[Material provided — start]

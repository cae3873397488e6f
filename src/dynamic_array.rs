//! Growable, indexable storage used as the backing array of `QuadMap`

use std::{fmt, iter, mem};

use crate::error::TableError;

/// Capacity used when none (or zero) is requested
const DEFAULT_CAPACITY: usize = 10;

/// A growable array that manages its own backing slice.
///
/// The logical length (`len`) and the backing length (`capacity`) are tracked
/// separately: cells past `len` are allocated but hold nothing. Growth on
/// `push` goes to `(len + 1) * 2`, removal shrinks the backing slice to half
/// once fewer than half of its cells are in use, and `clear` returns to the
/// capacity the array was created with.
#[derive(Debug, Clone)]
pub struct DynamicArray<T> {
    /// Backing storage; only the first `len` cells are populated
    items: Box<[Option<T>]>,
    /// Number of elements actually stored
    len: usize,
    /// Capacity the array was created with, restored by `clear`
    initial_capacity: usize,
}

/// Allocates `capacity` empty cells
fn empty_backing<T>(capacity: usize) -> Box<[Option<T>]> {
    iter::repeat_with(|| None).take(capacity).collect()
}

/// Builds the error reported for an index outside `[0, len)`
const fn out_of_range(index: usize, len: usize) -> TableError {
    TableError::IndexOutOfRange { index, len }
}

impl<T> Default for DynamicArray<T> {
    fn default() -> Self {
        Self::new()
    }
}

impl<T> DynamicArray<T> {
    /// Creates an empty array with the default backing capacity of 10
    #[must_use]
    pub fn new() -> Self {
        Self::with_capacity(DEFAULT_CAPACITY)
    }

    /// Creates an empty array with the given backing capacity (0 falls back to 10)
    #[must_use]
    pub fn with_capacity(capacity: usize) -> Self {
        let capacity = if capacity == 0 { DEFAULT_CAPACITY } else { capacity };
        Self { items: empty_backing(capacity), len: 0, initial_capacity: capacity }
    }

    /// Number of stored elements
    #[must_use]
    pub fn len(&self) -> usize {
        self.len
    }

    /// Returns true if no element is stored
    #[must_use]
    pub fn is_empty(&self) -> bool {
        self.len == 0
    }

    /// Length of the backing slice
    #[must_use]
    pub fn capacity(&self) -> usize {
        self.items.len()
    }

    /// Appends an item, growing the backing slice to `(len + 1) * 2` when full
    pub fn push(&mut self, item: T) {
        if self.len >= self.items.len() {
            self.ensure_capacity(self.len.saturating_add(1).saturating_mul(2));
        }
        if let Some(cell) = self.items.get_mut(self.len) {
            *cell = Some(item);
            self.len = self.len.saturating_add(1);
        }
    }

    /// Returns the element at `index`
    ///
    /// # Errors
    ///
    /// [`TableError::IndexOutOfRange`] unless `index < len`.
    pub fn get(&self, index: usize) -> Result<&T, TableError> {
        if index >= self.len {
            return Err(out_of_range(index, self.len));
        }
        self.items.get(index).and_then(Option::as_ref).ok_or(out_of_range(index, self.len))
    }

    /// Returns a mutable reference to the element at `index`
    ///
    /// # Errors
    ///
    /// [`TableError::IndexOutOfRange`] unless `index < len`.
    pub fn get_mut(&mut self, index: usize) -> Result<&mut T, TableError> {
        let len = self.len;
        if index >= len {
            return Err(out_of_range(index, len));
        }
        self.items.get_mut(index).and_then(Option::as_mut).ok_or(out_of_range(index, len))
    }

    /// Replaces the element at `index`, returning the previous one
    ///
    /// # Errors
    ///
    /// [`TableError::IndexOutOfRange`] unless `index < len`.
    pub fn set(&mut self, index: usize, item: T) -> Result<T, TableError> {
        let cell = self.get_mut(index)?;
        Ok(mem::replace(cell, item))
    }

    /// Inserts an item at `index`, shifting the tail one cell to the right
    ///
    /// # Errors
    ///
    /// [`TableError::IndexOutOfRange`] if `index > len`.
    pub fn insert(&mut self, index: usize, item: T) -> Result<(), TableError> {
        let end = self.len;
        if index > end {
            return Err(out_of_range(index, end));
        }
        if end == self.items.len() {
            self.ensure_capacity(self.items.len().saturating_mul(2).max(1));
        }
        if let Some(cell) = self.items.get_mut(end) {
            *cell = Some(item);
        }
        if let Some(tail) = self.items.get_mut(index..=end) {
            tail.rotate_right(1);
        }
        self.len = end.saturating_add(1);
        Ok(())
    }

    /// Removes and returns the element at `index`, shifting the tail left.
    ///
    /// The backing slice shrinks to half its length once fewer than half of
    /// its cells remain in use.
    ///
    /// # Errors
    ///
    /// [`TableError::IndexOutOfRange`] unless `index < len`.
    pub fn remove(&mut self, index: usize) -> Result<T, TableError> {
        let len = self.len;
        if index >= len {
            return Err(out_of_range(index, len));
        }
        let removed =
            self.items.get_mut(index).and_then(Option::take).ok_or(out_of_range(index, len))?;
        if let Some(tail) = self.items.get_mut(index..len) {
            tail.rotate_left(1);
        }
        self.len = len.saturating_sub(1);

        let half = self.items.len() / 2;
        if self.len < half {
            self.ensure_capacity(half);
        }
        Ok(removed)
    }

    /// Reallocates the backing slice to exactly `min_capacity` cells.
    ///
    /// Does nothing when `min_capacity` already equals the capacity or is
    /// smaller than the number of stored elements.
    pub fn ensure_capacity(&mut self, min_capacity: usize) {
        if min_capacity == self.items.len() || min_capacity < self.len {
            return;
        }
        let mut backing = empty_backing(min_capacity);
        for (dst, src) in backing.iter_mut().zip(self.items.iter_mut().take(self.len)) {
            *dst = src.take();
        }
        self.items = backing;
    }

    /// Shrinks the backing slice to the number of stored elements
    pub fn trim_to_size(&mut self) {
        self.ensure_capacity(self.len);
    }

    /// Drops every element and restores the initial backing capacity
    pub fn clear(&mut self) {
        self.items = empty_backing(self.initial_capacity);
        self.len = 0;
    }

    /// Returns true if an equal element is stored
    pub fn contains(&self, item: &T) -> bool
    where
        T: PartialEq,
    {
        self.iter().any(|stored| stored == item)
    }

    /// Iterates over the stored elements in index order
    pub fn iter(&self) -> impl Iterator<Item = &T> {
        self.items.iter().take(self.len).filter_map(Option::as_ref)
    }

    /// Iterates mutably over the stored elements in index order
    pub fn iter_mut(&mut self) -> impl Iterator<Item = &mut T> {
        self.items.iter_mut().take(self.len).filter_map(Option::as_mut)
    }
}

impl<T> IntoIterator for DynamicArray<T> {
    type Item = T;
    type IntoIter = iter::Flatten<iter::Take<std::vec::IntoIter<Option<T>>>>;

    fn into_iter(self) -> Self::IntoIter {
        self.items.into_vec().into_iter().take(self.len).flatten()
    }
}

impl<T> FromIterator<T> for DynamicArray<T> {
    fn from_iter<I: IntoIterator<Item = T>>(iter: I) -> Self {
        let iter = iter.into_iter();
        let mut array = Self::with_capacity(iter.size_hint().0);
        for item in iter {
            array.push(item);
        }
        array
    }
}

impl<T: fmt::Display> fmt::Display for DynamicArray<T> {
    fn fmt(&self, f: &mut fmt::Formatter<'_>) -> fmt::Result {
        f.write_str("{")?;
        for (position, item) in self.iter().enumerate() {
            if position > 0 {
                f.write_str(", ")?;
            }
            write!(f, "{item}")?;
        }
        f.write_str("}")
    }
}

[Material provided — finish]

▶ **Requirement**
Reproduce the lines above, beginning at the line with "let capacity = if" and stopping after the line with "to the right", exactly as they are.

▶ **Response box**
        let capacity = if capacity == 0 { DEFAULT_CAPACITY } else { capacity };
        Self { items: empty_backing(capacity), len: 0, initial_capacity: capacity }
    }

    /// Number of stored elements
    #[must_use]
    pub fn len(&self) -> usize {
        self.len
    }

    /// Returns true if no element is stored
    #[must_use]
    pub fn is_empty(&self) -> bool {
        self.len == 0
    }

    /// Length of the backing slice
    #[must_use]
    pub fn capacity(&self) -> usize {
        self.items.len()
    }

    /// Appends an item, growing the backing slice to `(len + 1) * 2` when full
    pub fn push(&mut self, item: T) {
        if self.len >= self.items.len() {
            self.ensure_capacity(self.len.saturating_add(1).saturating_mul(2));
        }
        if let Some(cell) = self.items.get_mut(self.len) {
            *cell = Some(item);
            self.len = self.len.saturating_add(1);
        }
    }

    /// Returns the element at `index`
    ///
    /// # Errors
    ///
    /// [`TableError::IndexOutOfRange`] unless `index < len`.
    pub fn get(&self, index: usize) -> Result<&T, TableError> {
        if index >= self.len {
            return Err(out_of_range(index, self.len));
        }
        self.items.get(index).and_then(Option::as_ref).ok_or(out_of_range(index, self.len))
    }

    /// Returns a mutable reference to the element at `index`
    ///
    /// # Errors
    ///
    /// [`TableError::IndexOutOfRange`] unless `index < len`.
    pub fn get_mut(&mut self, index: usize) -> Result<&mut T, TableError> {
        let len = self.len;
        if index >= len {
            return Err(out_of_range(index, len));
        }
        self.items.get_mut(index).and_then(Option::as_mut).ok_or(out_of_range(index, len))
    }

    /// Replaces the element at `index`, returning the previous one
    ///
    /// # Errors
    ///
    /// [`TableError::IndexOutOfRange`] unless `index < len`.
    pub fn set(&mut self, index: usize, item: T) -> Result<T, TableError> {
        let cell = self.get_mut(index)?;
        Ok(mem::replace(cell, item))
    }

    /// Inserts an item at `index`, shifting the tail one cell to the right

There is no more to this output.